[[ The input, beginning ]]

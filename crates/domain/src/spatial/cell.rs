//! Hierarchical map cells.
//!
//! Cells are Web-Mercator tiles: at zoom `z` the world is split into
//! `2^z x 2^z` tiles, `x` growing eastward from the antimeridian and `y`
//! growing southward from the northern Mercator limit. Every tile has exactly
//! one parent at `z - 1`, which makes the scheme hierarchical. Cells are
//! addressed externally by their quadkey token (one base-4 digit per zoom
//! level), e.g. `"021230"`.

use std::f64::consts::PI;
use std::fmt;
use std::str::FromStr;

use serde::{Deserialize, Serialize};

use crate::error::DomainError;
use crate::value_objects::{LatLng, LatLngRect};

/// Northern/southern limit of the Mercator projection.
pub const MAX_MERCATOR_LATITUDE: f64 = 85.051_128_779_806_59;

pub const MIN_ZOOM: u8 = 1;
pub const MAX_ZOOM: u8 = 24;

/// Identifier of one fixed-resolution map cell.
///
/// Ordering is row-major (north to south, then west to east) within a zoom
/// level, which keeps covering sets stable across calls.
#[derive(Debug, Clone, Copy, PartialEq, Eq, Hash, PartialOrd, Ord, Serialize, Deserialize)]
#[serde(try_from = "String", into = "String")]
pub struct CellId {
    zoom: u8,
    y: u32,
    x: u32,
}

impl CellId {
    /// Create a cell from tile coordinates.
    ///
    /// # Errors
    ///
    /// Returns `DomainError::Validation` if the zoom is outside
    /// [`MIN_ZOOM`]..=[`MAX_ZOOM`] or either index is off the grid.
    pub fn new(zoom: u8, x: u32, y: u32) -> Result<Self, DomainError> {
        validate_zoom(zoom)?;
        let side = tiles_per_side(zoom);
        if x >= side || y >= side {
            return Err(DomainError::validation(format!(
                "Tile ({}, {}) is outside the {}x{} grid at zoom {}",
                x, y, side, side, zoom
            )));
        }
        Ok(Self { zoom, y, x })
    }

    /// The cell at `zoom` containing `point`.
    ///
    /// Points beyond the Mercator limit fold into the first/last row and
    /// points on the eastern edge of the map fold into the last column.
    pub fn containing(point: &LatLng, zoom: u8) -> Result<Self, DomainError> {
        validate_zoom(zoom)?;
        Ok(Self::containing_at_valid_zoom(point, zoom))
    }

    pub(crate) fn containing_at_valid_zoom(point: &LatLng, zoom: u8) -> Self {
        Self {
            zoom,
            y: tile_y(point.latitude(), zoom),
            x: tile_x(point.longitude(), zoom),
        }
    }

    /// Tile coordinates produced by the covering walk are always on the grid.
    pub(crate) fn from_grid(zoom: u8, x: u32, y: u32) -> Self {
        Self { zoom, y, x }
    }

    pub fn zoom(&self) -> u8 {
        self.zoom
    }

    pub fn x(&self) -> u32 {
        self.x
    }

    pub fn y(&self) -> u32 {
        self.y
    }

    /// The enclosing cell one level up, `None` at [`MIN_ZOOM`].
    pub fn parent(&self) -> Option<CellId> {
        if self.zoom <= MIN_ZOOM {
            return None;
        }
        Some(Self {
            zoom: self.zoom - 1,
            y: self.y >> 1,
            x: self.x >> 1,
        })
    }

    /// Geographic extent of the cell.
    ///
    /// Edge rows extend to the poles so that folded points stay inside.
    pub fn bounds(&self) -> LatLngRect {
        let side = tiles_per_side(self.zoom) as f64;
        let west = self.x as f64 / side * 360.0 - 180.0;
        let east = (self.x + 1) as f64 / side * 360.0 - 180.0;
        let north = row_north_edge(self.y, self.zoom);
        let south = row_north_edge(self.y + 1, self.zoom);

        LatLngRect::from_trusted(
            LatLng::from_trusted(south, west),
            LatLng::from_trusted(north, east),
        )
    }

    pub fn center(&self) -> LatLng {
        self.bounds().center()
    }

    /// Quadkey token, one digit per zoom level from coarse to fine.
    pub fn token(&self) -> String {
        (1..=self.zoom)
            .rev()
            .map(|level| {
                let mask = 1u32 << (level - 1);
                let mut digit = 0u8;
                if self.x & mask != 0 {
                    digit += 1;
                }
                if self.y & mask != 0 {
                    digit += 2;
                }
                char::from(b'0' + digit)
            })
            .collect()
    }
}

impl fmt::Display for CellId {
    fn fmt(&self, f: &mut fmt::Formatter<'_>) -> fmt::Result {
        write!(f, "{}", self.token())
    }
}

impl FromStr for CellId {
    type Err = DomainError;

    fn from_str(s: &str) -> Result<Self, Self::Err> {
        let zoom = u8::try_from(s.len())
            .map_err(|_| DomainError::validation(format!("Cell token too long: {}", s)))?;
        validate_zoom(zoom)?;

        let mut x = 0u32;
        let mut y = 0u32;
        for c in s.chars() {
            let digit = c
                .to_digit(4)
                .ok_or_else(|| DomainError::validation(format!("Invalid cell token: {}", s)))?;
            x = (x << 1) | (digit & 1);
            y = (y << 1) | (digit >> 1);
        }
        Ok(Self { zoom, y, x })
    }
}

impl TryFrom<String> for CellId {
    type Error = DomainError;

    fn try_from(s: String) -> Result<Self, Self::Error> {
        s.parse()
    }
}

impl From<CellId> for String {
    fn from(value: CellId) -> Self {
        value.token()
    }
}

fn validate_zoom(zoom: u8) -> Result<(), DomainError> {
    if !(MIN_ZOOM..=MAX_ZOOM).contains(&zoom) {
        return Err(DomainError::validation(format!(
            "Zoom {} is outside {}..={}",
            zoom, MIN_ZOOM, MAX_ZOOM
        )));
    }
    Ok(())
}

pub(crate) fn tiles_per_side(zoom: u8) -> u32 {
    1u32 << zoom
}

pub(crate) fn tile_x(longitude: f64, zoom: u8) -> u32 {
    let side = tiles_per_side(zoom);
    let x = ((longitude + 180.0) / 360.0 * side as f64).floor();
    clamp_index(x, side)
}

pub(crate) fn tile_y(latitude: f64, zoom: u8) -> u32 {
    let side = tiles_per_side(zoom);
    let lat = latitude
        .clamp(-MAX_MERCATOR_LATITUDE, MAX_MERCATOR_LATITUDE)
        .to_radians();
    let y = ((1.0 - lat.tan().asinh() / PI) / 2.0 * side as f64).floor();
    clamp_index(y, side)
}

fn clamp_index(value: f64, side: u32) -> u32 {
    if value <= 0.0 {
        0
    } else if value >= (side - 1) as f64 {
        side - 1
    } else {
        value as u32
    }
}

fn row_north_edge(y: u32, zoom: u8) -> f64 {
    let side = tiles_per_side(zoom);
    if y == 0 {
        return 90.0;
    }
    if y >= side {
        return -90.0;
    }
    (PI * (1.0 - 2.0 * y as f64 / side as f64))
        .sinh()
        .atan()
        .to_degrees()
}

[[ The input, end ]]
[[ The input, beginning ]]

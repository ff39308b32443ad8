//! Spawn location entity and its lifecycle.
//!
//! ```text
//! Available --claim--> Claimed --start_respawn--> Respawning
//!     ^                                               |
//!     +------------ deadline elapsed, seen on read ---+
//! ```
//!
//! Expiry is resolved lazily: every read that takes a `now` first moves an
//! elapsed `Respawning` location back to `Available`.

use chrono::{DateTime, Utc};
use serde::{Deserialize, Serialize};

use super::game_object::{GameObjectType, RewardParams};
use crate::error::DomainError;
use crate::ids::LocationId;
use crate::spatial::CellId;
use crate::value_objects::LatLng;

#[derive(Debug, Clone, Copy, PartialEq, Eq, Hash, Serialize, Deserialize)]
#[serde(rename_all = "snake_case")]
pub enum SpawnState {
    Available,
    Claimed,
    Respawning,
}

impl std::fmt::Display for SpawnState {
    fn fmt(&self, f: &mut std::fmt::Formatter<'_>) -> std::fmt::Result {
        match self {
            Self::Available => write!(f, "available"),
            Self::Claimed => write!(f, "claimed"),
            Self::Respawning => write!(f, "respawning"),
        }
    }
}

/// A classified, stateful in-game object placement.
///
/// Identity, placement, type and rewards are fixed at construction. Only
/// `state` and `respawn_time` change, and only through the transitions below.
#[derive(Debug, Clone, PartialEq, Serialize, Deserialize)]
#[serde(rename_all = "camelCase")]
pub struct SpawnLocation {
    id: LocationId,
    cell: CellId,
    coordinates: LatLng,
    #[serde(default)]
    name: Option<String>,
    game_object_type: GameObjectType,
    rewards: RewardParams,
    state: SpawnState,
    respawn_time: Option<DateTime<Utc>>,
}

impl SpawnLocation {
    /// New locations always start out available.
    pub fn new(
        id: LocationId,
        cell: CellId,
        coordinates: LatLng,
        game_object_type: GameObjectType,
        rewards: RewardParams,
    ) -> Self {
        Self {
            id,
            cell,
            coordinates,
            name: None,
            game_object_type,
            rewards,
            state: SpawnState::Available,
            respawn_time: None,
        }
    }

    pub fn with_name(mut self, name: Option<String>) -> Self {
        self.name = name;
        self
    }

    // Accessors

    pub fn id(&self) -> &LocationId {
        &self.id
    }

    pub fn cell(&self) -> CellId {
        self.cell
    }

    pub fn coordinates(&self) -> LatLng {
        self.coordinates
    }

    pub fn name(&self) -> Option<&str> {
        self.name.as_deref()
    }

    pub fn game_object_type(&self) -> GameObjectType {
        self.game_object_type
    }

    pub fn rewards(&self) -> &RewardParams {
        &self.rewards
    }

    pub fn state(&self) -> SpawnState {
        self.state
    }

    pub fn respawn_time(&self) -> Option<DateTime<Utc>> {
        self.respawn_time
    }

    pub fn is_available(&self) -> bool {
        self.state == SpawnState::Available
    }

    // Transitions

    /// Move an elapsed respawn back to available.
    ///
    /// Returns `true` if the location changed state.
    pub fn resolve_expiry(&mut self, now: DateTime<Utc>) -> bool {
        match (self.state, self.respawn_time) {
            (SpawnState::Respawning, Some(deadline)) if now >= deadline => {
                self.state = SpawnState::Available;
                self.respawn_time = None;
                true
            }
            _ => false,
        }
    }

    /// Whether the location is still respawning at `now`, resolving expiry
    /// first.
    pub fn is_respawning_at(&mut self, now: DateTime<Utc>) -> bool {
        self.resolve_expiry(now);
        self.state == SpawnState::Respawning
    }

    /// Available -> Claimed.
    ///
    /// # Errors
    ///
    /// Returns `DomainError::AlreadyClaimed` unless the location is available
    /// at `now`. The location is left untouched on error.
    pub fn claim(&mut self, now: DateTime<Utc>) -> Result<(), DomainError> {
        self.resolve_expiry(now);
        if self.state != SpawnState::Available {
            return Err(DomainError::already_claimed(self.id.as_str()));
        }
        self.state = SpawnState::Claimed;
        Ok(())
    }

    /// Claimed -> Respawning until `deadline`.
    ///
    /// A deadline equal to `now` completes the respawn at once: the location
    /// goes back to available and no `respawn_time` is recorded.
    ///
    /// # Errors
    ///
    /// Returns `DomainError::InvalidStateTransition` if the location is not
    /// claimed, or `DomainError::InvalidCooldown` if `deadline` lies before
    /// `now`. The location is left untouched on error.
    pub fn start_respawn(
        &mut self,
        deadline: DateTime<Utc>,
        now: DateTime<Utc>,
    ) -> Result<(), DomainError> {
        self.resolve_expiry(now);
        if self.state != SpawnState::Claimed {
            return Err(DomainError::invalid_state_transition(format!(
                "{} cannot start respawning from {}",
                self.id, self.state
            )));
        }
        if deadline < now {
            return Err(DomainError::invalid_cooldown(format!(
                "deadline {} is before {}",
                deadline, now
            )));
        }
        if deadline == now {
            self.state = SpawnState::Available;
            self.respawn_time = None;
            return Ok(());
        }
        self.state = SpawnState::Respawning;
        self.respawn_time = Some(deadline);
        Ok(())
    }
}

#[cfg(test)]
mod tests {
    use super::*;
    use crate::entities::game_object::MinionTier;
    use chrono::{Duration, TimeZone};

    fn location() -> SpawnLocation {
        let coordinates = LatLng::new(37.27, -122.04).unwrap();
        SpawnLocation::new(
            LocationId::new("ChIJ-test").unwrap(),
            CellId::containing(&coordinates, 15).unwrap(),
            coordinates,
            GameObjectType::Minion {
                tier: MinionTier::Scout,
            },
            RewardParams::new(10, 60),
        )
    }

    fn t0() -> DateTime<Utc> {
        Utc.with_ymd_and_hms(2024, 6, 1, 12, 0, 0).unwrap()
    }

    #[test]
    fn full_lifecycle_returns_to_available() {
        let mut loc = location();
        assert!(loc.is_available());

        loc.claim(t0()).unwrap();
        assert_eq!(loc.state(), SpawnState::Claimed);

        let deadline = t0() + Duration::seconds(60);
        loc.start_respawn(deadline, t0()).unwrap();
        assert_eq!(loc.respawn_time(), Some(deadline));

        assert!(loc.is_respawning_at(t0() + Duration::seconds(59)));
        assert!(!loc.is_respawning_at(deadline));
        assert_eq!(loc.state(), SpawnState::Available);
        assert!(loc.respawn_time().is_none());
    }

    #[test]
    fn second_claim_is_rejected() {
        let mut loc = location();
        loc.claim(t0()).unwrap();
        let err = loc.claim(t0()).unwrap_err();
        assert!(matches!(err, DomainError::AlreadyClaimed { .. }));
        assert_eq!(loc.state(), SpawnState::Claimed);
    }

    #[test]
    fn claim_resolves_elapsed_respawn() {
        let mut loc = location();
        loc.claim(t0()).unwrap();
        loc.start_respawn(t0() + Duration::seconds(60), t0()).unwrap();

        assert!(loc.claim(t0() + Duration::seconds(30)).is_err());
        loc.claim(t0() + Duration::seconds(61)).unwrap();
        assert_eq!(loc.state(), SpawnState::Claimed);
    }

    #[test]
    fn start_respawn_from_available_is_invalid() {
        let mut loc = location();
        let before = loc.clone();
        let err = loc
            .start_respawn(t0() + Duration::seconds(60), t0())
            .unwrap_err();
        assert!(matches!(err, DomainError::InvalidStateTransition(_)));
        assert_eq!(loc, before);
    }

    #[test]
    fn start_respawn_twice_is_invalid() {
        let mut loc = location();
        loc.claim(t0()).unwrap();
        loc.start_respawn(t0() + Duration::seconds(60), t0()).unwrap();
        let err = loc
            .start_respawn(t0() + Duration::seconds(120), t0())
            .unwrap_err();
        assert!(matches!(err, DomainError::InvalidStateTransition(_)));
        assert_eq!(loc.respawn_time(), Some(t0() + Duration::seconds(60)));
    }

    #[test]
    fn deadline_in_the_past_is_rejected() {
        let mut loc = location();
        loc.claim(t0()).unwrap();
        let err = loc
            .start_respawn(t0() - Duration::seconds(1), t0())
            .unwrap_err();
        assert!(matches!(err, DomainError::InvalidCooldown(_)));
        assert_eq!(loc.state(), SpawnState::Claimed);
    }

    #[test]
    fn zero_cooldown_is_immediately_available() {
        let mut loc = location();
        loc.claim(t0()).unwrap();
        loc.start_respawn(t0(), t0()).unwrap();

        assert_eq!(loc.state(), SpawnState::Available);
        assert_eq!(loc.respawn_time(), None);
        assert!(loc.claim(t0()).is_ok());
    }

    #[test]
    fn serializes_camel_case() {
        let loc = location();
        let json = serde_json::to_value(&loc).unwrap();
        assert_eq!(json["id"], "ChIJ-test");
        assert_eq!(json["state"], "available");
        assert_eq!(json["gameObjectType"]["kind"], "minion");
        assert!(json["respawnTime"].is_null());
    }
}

[[ The input, end ]]
[[ The input, beginning ]]

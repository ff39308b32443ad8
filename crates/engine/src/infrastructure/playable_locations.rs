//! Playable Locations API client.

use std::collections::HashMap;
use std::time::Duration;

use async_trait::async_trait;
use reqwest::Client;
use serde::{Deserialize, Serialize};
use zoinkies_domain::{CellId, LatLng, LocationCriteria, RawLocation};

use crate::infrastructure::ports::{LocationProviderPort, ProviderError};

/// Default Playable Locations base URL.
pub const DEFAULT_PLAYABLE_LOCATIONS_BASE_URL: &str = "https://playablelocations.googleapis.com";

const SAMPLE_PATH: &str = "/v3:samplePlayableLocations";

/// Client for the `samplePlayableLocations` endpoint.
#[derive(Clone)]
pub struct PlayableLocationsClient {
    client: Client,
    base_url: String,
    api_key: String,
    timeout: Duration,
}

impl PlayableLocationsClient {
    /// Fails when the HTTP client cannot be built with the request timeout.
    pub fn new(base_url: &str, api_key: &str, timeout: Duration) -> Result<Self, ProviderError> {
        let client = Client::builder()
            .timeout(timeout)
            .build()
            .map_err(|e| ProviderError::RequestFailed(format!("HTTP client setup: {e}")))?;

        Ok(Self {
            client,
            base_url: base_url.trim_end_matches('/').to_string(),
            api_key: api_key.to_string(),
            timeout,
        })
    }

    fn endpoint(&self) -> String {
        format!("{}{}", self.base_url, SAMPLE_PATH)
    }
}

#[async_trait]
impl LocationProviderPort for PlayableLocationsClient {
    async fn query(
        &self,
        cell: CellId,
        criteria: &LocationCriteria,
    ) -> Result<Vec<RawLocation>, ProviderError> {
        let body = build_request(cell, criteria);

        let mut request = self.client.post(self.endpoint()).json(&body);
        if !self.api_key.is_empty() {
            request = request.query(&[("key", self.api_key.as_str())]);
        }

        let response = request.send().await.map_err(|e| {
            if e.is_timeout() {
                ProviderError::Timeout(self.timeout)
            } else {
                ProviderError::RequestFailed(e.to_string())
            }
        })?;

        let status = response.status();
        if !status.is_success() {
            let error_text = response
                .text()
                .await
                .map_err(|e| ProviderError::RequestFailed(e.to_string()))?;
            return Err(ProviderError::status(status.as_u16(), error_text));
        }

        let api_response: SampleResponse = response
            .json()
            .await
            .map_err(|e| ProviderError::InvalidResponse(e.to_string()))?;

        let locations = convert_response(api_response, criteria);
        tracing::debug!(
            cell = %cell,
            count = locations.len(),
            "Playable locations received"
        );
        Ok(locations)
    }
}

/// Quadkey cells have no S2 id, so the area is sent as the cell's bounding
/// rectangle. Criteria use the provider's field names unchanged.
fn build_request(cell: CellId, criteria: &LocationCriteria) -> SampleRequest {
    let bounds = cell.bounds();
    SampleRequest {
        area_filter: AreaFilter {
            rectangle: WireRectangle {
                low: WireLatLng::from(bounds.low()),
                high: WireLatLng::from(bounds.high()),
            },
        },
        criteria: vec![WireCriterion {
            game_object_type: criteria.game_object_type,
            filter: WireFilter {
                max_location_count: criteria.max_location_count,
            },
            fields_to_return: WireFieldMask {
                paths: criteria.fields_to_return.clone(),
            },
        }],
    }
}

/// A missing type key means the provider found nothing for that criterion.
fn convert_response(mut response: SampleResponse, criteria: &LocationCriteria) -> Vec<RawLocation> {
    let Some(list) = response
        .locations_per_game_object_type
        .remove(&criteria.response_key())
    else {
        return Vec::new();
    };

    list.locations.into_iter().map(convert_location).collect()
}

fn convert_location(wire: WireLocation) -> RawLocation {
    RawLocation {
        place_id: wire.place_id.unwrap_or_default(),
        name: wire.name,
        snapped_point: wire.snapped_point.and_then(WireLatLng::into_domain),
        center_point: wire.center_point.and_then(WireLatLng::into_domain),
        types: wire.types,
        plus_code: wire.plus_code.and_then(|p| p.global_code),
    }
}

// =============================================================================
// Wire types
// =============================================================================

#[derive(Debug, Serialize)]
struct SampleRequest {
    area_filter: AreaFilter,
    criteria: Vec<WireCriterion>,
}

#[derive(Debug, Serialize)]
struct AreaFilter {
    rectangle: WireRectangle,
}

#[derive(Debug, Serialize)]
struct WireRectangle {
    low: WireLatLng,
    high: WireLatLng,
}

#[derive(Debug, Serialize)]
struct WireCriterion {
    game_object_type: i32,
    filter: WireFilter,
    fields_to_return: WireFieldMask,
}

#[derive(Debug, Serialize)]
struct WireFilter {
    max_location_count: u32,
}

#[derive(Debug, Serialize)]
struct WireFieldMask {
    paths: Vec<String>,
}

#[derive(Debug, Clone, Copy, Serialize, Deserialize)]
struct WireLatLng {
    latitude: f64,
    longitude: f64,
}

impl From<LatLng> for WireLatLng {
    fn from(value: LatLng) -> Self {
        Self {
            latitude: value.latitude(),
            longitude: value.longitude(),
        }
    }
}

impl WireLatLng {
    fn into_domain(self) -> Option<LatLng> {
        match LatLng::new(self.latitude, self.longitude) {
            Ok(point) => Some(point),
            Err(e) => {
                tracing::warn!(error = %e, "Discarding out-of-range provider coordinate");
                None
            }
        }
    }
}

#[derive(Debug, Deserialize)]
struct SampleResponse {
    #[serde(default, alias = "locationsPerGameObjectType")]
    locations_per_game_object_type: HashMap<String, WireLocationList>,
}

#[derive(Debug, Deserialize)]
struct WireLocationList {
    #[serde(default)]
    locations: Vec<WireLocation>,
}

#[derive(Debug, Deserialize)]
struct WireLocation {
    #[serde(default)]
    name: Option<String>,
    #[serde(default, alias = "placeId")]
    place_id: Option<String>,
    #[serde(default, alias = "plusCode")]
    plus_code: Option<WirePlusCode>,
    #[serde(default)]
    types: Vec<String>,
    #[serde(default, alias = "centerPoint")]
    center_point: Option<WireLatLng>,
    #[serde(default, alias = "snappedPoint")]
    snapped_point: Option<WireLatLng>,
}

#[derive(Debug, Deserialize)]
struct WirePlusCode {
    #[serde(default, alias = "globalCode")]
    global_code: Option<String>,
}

[[ The input, end ]]

:: Exercise prompt ::
Scan the records above for the string "WireRectangle", then report every line that contains it.

:: Solution to the problem ::
            rectangle: WireRectangle {
    rectangle: WireRectangle,
struct WireRectangle {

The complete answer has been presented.